The bounce back in the November IIP was led by mainly by the manufacturing sector due to increase in production to restock inventories, which in all probability were depleted due to the festival season which had gone by. Also Diwali, this year came in during October and not November like last year and this too has led to the surge in the November IIP.

More than the base effect, there are three specific reasons for this ramp up in manufacturing numbers – turnaround in infra sector. We got an indication of the same when we got the output numbers of 8 key infra sectors which together contribute some 38% to the IIP. This showed a growth of 6.7% (YoY); this in itself was an indication that industrial growth would rise in November. Secondly. exports have also shown a turnaround and so did automobiles – which have shown a turn from a negative to the positive. These two tunrarounds too contributed to the growth in IIP, more so than the base effect.

Just as manufacturing was the big push, consumer non-durables was also very good though consumer durables remains worrying bad. In fact consumer durables have shown a decline for the past 23 consecutive months and this indicates that mood of the people on the ground, when it comes to spending, continues to remain cautious.

Having said all this, looking into the internals of the IIP shows that instead of some major infra goods manufacture pushing up manufacturing growth, it was electrical machinery & apparatus which showed the highest positive growth of 10.5%, followed by 9.6% in ‘Wearing apparel; dressing and dyeing of fur’ and 5.3% in ‘Luggage, handbags, saddlery, harness & footwear; tanning and dressing of leather products.
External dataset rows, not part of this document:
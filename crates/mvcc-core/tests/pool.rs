//! ---
//! mvcc_section: "04-execution-engine"
//! mvcc_subsection: "tests"
//! mvcc_type: "source"
//! mvcc_scope: "test"
//! mvcc_description: "Session pool establishment order and schema initialization."
//! mvcc_version: "v0.0.0-prealpha"
//! mvcc_owner: "tbd"
//! ---
use mvcc_common::{Dialect, RunnerConfig, SlotLayout};
use mvcc_core::{CancelToken, ConnectError, PoolError, RunContext, SessionPool, SessionState};
use mvcc_scenario::TransactionTag;
use mvcc_testharness::{loaded, Behavior, Event, RecordingHost};

const INIT: &[&str] = &[
    "DROP TABLE IF EXISTS accounts;",
    "CREATE TABLE accounts (id INT, balance INT);",
    "COMMIT;",
];

const THREE_WAY: &[(&str, &[&str])] = &[
    ("step1_T1", &["BEGIN;"]),
    ("step2_T2", &["BEGIN;"]),
    ("step3_T3", &["BEGIN;"]),
];

fn context(dialect: Dialect, steps: &[(&str, &[&str])]) -> RunContext {
    RunContext::new(
        loaded(dialect, INIT, steps),
        RunnerConfig::default(),
        CancelToken::new(),
    )
}

fn pool_for(host: &RecordingHost, ctx: &RunContext) -> SessionPool {
    let count = ctx.scenario.session_count();
    SessionPool::new(
        host.handles(count),
        &ctx.scenario.transactions,
        ctx.config.slot_layout,
    )
    .unwrap()
}

#[tokio::test(start_paused = true)]
async fn first_session_is_initialized_before_others_connect() {
    let ctx = context(Dialect::Postgres, THREE_WAY);
    let host = RecordingHost::connecting(Dialect::Postgres);
    let mut pool = pool_for(&host, &ctx);

    pool.establish(&ctx).await.unwrap();
    assert!(pool.all_connected());

    let recorder = host.recorder();
    let mut expected = vec![
        ctx.profile.connection_command(&ctx.connection),
        "\\set AUTOCOMMIT on".to_owned(),
    ];
    expected.extend(INIT.iter().map(|s| s.to_string()));
    expected.extend(["\\set AUTOCOMMIT off", "\\! clear", ""].map(String::from));
    assert_eq!(recorder.inputs_for(0), expected);

    let last_init = recorder
        .position(|event| {
            matches!(event, Event::Input { session: 0, text } if text.is_empty())
        })
        .unwrap();
    for other in [1, 2] {
        let first_touch = recorder
            .position(|event| match event {
                Event::Input { session, .. } | Event::Capture { session } => *session == other,
                _ => false,
            })
            .unwrap();
        assert!(first_touch > last_init, "session {other} touched before init finished");
        assert_eq!(
            recorder.inputs_for(other)[1..],
            ["\\set AUTOCOMMIT off", "\\! clear", ""].map(String::from)
        );
    }

    let connects: Vec<_> = recorder
        .inputs()
        .into_iter()
        .filter(|(_, text)| text.contains("psql"))
        .map(|(session, _)| session)
        .collect();
    assert_eq!(connects, [0, 1, 2]);
}

#[tokio::test(start_paused = true)]
async fn sqlserver_submits_each_init_statement_and_configures_snapshots() {
    let ctx = context(Dialect::Sqlserver, &THREE_WAY[..1]);
    let host = RecordingHost::connecting(Dialect::Sqlserver);
    let mut pool = pool_for(&host, &ctx);

    pool.establish(&ctx).await.unwrap();

    let inputs = host.recorder().inputs_for(0);
    assert_eq!(
        inputs[1..],
        [
            "SET IMPLICIT_TRANSACTIONS OFF",
            "DROP TABLE IF EXISTS accounts;",
            "GO",
            "CREATE TABLE accounts (id INT, balance INT);",
            "GO",
            "ALTER DATABASE mvcc SET READ_COMMITTED_SNAPSHOT ON;",
            "GO",
            "ALTER DATABASE mvcc SET ALLOW_SNAPSHOT_ISOLATION ON;",
            "GO",
            "SET IMPLICIT_TRANSACTIONS ON",
            ":RESET",
            "",
        ]
        .map(String::from)
    );

    let events = host.recorder().events();
    let isolation_at = events
        .iter()
        .find(|recorded| {
            matches!(&recorded.event, Event::Input { text, .. } if text.contains("READ_COMMITTED_SNAPSHOT"))
        })
        .map(|recorded| recorded.at)
        .unwrap();
    let timing = &ctx.config.timing;
    // one poll to connect, two submit pauses, then the isolation pause
    assert_eq!(
        isolation_at,
        timing.poll_interval + timing.init_submit_pause * 2 + timing.isolation_setup_pause
    );
}

#[tokio::test(start_paused = true)]
async fn connect_failure_aborts_and_leaves_sessions_open() {
    let ctx = context(Dialect::Mysql, THREE_WAY);
    let host = RecordingHost::scripted(
        vec![
            Behavior::prompt(Dialect::Mysql),
            Behavior::respond("ERROR 1045 (28000): Access denied for user 'tester'"),
        ],
        Behavior::prompt(Dialect::Mysql),
    );
    let mut pool = pool_for(&host, &ctx);

    let err = pool.establish(&ctx).await.unwrap_err();
    assert!(matches!(err, ConnectError::Authentication { .. }));

    let states: Vec<_> = pool.sessions().iter().map(|s| s.state()).collect();
    assert_eq!(
        states,
        [
            SessionState::Connected,
            SessionState::Failed,
            SessionState::Unconnected
        ]
    );
    let recorder = host.recorder();
    assert!(recorder.inputs_for(2).is_empty());
    assert!(!recorder.contains(&Event::Reset { session: 0 }));

    pool.teardown().await;
    for session in 0..3 {
        assert!(recorder.contains(&Event::Reset { session }));
    }
    assert!(pool
        .sessions()
        .iter()
        .all(|s| s.state() == SessionState::Unconnected));
}

#[test]
fn pool_size_must_match_transactions() {
    let host = RecordingHost::connecting(Dialect::Oracle);
    let tags = [TransactionTag::new("T1"), TransactionTag::new("T2")];

    let err = SessionPool::new(host.handles(3), &tags, SlotLayout::Direct).unwrap_err();
    assert_eq!(
        err,
        PoolError::SessionCount {
            transactions: 2,
            sessions: 3
        }
    );
    assert_eq!(
        SessionPool::new(Vec::new(), &[], SlotLayout::Direct).unwrap_err(),
        PoolError::Size(0)
    );

    let pool = SessionPool::new(host.handles(2), &tags, SlotLayout::Direct).unwrap();
    assert_eq!(pool.slot_for(&tags[1]), Some(1));
    assert_eq!(pool.session_for(&tags[0]).map(|s| s.slot()), Some(0));
    assert!(pool.slot_for(&TransactionTag::new("T9")).is_none());
}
In fact 16 industries out of the 22 in the manufacturing sector, showed a negative growth (MoM) and this, like last month, was led by ‘Radio, TV and communication equipment & apparatus’, showing a fall of  70.2%, followed by (-) 31.6% in ‘Office, accounting & computing machinery’ and (-) 24.7% in ‘Furniture; manufacturing.

On other hand, some of the other important items showing high positive growth during the current month over the same month in previous year include ‘H R Sheets’ (168.2%), ‘Polythene Bags Incl. Hdpe and Ldpe Bags’ (81.3%), ‘Vitamins’ (52.6%), ‘Conductor, Aluminium’ (32.6%), ‘Pens of All Kind’ (31.0%), ‘Ayurvedic Medicaments’ (29.7%) and ‘Stainless/ alloy steel’ (20.7%).

Turning to the CPI numbers, at 5%, this is a very good number. Food inflation came in at 4.78% v/s 3.14% (MoM) and vegetable price was at 0.58% v/s -10.9%. Combined fuel, light inflation rose slightly to 3.41% v/s 3.27% while Clothing, footwear, bedding inflation lowered to 6.51% v/s 6.97%.

These two numbers have been good and looking ahead, it is probably giving RBI a lot of headroom for a rate cut. And as Rajan had promised, the rate cut could come outside the policy too. December is seasonally always good and this means, we can look forward to cheerful numbers next month too.